__Exercise materials__

--------

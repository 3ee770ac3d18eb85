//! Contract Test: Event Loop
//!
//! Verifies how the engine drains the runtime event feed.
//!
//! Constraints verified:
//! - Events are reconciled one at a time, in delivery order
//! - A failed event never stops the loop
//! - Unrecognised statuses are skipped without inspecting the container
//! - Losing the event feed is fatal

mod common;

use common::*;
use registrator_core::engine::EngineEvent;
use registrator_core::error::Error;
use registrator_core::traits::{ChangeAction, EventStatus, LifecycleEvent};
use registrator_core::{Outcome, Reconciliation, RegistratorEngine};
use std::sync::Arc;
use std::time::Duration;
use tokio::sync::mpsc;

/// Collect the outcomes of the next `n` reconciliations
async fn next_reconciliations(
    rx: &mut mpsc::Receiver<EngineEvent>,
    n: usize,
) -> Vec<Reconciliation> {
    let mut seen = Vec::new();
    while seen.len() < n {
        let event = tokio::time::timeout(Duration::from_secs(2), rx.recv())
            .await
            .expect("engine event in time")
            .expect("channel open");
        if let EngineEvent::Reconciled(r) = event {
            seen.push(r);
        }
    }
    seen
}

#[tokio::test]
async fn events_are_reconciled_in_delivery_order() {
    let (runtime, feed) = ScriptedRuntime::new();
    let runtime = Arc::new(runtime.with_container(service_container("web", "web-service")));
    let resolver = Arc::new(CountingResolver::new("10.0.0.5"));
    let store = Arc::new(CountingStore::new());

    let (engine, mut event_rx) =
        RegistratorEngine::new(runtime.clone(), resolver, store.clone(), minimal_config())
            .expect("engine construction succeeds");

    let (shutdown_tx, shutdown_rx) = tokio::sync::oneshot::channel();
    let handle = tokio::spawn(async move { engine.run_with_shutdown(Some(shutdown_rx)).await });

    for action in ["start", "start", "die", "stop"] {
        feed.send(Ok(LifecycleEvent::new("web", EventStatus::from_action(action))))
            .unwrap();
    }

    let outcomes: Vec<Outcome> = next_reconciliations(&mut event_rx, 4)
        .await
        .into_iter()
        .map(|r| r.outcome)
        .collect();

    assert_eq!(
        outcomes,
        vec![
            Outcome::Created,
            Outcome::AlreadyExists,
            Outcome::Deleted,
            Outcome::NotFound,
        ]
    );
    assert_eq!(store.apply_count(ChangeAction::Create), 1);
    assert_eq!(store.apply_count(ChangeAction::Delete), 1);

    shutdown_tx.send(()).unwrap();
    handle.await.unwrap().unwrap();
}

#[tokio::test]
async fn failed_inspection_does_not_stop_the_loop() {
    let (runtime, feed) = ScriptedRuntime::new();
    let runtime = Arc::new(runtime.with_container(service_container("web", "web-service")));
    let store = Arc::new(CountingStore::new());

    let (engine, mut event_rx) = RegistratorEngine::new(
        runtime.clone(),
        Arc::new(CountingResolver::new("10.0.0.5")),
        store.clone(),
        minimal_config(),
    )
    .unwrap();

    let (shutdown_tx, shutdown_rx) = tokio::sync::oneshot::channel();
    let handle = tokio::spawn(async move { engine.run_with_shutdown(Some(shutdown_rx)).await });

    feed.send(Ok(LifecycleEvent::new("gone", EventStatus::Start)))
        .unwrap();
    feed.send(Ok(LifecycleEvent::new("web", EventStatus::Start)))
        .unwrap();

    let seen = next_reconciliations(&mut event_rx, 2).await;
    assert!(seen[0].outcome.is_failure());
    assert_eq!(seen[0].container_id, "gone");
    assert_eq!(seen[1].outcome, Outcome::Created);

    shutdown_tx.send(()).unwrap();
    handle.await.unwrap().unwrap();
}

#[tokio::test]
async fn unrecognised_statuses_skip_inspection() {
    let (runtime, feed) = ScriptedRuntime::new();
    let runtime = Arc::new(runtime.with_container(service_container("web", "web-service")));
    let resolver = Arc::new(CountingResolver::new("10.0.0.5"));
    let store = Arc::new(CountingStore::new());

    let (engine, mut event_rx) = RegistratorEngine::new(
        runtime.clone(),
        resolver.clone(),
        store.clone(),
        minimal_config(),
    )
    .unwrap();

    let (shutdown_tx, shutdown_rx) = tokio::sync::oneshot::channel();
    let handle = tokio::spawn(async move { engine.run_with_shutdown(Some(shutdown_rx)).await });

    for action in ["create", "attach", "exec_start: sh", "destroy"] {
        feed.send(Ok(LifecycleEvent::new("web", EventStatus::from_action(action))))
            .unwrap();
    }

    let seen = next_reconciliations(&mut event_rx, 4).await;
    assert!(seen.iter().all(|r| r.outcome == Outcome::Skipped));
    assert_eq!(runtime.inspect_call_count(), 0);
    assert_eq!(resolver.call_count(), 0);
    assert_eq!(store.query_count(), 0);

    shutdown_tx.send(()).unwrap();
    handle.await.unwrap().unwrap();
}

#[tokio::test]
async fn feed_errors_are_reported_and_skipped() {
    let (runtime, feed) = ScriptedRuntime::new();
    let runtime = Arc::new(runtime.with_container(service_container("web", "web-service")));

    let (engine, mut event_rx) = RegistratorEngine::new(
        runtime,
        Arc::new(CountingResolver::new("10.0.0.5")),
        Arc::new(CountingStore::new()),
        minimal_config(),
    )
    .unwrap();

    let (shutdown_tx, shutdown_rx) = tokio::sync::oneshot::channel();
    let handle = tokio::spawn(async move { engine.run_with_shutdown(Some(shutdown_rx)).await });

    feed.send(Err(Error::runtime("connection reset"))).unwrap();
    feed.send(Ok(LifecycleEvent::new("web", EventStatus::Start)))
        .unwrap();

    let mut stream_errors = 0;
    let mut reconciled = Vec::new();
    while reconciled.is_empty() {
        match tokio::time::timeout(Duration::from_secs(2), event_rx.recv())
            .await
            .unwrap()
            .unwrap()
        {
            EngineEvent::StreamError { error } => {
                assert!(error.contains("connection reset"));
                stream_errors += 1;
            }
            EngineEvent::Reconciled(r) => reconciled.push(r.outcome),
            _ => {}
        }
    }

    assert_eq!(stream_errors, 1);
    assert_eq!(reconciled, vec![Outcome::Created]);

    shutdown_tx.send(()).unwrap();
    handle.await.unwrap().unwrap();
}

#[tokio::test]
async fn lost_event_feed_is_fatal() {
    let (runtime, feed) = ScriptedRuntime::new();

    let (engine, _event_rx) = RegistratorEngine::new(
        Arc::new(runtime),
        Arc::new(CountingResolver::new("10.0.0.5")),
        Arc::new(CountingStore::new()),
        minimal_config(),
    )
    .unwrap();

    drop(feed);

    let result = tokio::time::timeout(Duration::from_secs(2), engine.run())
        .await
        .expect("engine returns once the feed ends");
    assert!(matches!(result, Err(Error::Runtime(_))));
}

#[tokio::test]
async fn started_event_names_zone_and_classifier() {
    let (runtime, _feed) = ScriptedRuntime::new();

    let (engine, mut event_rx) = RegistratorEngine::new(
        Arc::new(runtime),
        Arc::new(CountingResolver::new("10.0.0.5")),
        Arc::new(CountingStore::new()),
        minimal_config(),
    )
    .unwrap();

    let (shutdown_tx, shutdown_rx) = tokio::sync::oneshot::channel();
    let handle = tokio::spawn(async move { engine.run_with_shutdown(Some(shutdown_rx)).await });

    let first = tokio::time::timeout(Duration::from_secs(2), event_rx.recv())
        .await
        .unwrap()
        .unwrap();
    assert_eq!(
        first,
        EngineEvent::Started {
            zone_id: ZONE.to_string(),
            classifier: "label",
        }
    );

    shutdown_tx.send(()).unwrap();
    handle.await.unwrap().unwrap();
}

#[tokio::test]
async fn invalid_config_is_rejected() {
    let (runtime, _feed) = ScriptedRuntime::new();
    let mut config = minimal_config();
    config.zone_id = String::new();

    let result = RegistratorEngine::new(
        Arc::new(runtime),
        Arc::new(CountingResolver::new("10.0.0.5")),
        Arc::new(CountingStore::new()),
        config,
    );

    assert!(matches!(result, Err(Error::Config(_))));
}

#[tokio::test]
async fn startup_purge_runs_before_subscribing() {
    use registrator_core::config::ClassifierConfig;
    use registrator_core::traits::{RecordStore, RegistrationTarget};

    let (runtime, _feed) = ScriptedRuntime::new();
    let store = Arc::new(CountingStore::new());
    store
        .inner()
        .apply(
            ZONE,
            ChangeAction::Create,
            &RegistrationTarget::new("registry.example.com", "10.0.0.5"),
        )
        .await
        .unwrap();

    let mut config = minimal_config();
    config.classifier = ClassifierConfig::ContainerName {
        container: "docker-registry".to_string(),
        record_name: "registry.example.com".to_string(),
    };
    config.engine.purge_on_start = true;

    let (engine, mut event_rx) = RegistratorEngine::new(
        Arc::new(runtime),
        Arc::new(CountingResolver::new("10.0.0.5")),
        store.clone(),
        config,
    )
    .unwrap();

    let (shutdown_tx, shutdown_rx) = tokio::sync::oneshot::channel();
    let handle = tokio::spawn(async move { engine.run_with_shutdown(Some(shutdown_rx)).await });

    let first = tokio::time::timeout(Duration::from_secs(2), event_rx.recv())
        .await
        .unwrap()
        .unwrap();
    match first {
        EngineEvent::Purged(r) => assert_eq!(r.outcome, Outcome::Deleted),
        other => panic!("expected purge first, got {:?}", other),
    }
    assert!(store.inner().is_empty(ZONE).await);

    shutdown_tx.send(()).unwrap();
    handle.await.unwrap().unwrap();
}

--------

__Problem__
Give the number of lines that include the word "recv" in the listing. Nothing else belongs in the reply.

__Expected output__
4